→ Records for processing:
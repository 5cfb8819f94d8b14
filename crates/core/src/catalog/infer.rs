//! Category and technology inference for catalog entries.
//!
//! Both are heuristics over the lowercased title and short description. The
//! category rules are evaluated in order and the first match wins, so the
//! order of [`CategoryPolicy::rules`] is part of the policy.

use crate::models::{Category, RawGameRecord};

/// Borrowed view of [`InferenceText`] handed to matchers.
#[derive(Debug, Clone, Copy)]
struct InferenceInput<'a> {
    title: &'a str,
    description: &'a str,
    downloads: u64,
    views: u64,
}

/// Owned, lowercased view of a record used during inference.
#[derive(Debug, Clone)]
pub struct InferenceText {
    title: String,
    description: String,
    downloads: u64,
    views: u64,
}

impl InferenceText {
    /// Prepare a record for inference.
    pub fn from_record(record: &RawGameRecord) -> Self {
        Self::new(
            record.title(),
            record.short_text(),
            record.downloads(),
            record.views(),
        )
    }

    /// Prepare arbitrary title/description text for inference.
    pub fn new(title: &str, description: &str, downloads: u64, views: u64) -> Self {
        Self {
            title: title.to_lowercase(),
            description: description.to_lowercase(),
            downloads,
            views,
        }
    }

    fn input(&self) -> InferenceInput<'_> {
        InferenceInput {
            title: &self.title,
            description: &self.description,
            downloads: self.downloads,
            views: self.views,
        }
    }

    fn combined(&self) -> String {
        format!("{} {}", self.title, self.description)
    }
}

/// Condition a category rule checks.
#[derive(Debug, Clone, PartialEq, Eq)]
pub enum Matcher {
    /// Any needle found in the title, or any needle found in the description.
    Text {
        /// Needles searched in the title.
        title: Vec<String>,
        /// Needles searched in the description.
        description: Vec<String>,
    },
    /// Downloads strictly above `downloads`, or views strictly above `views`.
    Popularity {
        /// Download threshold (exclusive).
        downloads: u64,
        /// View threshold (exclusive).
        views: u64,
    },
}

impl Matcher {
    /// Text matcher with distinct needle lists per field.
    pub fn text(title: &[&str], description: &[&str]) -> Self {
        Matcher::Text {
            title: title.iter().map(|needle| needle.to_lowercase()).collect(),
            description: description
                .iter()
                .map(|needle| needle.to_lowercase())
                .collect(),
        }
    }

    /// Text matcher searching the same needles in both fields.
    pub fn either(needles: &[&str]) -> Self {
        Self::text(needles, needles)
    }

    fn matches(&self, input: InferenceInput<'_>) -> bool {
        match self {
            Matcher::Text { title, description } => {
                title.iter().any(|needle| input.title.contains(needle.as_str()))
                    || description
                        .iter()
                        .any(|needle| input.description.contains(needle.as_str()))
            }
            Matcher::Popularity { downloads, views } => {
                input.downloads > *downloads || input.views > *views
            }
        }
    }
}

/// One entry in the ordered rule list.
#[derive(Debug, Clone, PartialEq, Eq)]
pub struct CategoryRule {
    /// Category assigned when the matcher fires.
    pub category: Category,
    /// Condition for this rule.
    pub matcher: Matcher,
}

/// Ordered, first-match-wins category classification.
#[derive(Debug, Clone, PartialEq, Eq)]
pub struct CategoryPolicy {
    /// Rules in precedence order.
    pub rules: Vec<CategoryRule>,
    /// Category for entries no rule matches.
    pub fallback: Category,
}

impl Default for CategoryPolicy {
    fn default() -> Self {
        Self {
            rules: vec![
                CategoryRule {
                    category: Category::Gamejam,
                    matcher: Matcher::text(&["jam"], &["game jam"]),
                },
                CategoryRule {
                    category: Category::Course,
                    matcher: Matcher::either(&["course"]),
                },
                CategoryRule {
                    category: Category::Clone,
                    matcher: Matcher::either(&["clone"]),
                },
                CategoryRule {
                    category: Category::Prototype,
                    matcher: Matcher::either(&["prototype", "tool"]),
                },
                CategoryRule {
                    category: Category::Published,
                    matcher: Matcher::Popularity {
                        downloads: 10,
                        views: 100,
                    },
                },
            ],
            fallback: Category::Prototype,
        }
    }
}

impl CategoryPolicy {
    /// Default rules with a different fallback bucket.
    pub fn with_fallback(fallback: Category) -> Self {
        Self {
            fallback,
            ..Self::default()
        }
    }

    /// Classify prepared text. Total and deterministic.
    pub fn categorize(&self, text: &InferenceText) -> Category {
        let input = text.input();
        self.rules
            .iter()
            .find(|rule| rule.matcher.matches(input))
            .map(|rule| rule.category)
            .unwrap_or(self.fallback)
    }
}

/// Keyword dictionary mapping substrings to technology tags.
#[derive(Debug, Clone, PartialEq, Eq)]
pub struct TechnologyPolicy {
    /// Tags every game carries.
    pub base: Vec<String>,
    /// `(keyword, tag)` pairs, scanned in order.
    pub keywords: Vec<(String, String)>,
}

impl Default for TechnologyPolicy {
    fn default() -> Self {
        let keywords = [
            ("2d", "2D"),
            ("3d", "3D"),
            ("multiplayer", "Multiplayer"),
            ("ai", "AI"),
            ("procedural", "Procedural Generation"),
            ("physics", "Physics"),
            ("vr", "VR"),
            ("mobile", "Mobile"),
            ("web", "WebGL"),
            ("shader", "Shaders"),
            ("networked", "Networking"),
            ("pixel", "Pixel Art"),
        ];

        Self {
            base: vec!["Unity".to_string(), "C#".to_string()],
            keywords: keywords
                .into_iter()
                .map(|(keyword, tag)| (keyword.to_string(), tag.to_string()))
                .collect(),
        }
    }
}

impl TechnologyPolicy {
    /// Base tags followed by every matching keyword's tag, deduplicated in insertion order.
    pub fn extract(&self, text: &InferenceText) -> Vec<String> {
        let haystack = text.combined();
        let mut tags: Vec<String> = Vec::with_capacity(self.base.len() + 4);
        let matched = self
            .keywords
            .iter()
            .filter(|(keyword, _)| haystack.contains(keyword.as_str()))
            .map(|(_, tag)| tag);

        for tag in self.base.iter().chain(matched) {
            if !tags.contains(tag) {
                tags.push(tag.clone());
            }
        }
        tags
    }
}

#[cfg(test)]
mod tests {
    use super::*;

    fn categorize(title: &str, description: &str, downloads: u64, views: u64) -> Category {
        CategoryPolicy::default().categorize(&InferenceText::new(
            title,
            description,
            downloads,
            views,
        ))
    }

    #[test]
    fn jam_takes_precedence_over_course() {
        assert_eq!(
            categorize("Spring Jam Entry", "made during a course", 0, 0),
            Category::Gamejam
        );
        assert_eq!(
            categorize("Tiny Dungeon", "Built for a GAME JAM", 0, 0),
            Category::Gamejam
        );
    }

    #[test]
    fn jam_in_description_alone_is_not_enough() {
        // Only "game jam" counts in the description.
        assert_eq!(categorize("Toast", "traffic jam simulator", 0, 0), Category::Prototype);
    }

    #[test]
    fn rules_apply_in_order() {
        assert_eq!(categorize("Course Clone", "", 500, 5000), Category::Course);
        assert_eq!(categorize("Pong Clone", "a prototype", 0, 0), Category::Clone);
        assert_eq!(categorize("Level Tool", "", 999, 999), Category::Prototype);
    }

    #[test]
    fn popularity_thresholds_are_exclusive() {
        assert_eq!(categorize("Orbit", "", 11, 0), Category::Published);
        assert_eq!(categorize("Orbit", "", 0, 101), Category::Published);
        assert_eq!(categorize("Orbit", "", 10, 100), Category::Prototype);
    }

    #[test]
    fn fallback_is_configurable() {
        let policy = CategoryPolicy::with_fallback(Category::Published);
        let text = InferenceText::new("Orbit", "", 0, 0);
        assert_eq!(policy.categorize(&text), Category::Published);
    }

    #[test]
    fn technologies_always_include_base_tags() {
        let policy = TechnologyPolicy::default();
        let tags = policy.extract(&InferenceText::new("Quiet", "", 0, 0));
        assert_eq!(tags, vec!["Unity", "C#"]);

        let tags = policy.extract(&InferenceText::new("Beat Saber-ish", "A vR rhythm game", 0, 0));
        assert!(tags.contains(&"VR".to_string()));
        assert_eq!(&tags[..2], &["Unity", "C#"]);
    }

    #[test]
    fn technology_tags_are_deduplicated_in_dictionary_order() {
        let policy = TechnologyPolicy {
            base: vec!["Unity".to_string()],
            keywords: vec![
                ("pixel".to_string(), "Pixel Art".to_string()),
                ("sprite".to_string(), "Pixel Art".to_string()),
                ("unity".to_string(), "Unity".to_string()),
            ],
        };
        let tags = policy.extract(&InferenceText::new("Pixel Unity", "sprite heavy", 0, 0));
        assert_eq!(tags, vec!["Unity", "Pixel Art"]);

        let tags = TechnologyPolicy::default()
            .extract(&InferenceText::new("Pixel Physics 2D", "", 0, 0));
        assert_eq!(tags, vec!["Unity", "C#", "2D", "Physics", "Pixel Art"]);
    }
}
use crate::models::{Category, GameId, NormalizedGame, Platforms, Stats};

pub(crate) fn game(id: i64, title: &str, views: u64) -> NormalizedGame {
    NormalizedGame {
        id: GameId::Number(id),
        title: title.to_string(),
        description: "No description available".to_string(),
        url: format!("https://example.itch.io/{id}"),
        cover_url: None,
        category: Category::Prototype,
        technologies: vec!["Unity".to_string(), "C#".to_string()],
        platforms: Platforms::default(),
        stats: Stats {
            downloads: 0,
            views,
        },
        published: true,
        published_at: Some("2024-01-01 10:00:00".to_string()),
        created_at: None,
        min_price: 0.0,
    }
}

--

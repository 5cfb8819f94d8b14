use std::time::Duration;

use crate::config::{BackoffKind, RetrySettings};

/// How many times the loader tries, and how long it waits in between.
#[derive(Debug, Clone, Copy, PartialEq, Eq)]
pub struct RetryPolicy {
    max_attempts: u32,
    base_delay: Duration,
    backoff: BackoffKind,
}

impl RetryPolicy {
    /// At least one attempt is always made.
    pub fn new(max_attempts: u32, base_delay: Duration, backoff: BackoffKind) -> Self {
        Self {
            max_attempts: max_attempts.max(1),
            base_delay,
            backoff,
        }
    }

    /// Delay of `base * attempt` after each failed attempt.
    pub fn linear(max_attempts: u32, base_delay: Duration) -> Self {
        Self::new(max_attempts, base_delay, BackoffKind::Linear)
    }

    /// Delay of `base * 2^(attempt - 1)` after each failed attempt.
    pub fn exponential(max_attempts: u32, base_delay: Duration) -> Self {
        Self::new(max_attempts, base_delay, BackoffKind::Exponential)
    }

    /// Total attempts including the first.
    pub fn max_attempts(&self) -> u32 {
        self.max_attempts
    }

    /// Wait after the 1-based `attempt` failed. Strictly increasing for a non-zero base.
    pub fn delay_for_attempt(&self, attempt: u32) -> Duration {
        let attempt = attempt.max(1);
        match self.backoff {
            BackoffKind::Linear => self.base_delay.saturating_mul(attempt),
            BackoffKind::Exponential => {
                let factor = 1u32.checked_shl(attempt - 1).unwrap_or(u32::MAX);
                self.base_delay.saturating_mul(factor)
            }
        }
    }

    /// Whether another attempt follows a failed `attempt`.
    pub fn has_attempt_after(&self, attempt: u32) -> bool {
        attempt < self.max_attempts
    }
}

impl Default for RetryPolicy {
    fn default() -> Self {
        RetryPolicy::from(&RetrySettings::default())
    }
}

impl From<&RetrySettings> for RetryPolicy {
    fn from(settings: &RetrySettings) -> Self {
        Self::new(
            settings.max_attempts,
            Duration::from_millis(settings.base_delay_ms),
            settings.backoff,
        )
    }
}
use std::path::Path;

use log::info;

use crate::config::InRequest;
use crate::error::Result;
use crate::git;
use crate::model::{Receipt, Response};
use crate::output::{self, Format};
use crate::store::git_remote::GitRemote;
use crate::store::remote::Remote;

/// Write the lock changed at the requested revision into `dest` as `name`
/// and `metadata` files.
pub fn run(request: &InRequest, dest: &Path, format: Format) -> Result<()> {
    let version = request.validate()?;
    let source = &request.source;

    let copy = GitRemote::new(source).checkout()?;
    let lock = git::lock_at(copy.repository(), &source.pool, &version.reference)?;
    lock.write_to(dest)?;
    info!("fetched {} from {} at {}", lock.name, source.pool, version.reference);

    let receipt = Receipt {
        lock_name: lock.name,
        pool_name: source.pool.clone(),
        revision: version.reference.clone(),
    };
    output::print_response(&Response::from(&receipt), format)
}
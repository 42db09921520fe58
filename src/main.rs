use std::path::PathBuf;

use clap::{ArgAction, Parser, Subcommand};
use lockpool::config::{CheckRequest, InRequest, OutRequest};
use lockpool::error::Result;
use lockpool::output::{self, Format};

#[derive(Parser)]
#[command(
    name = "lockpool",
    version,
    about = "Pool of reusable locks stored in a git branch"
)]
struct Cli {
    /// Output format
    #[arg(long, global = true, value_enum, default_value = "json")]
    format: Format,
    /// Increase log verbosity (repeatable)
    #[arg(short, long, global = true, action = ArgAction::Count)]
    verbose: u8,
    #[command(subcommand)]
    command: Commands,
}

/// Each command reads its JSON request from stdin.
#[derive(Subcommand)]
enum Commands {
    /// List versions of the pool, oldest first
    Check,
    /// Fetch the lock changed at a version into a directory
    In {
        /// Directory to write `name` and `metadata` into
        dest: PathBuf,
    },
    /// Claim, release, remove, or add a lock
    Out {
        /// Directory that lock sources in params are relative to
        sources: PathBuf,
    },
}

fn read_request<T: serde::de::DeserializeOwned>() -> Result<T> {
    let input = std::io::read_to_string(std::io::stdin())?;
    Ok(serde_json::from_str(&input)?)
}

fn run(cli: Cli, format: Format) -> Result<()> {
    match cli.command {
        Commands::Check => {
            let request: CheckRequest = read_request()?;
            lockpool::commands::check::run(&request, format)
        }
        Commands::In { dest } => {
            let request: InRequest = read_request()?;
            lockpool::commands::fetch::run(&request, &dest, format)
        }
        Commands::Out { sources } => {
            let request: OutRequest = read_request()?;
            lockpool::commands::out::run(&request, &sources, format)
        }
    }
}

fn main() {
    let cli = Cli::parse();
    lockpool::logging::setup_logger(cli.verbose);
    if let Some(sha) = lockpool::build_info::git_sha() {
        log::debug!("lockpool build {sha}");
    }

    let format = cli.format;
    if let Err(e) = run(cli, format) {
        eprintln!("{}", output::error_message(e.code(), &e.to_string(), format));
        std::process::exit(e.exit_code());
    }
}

...

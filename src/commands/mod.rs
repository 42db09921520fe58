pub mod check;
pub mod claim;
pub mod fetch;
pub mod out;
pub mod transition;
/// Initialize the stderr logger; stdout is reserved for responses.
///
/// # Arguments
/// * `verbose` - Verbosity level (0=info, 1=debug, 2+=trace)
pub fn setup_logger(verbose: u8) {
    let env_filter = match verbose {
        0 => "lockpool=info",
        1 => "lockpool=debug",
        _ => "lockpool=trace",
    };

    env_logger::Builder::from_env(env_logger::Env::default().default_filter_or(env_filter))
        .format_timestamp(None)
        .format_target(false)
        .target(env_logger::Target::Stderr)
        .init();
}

→ The problem:
Select and copy every line of the material that holds the string "GitRemote".

→ Solution below:
use crate::store::git_remote::GitRemote;
    let copy = GitRemote::new(source).checkout()?;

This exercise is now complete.